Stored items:
+ + + +

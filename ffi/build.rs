//! Generates `include/courier.h` from the `extern "C"` surface.
//!
//! Header generation is best-effort: a cbindgen failure is reported as a
//! build warning so the library itself still builds.

use std::env;
use std::path::PathBuf;

fn main() {
    println!("cargo:rerun-if-changed=src/lib.rs");
    println!("cargo:rerun-if-changed=src/types.rs");
    println!("cargo:rerun-if-changed=cbindgen.toml");

    let crate_dir = match env::var("CARGO_MANIFEST_DIR") {
        Ok(dir) => PathBuf::from(dir),
        Err(e) => {
            println!("cargo:warning=CARGO_MANIFEST_DIR unavailable: {e}");
            return;
        }
    };
    let config = cbindgen::Config::from_file(crate_dir.join("cbindgen.toml")).unwrap_or_default();

    match cbindgen::Builder::new()
        .with_crate(&crate_dir)
        .with_config(config)
        .generate()
    {
        Ok(bindings) => {
            let include = crate_dir.join("include");
            if let Err(e) = std::fs::create_dir_all(&include) {
                println!("cargo:warning=cannot create {}: {e}", include.display());
                return;
            }
            bindings.write_to_file(include.join("courier.h"));
        }
        Err(e) => println!("cargo:warning=skipping C header generation: {e}"),
    }
}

+ + + +

■ **Problem details**:
Show, from the entries above, every line that includes the string "PathBuf".

■ **Response**:
use std::path::PathBuf;
        Ok(dir) => PathBuf::from(dir),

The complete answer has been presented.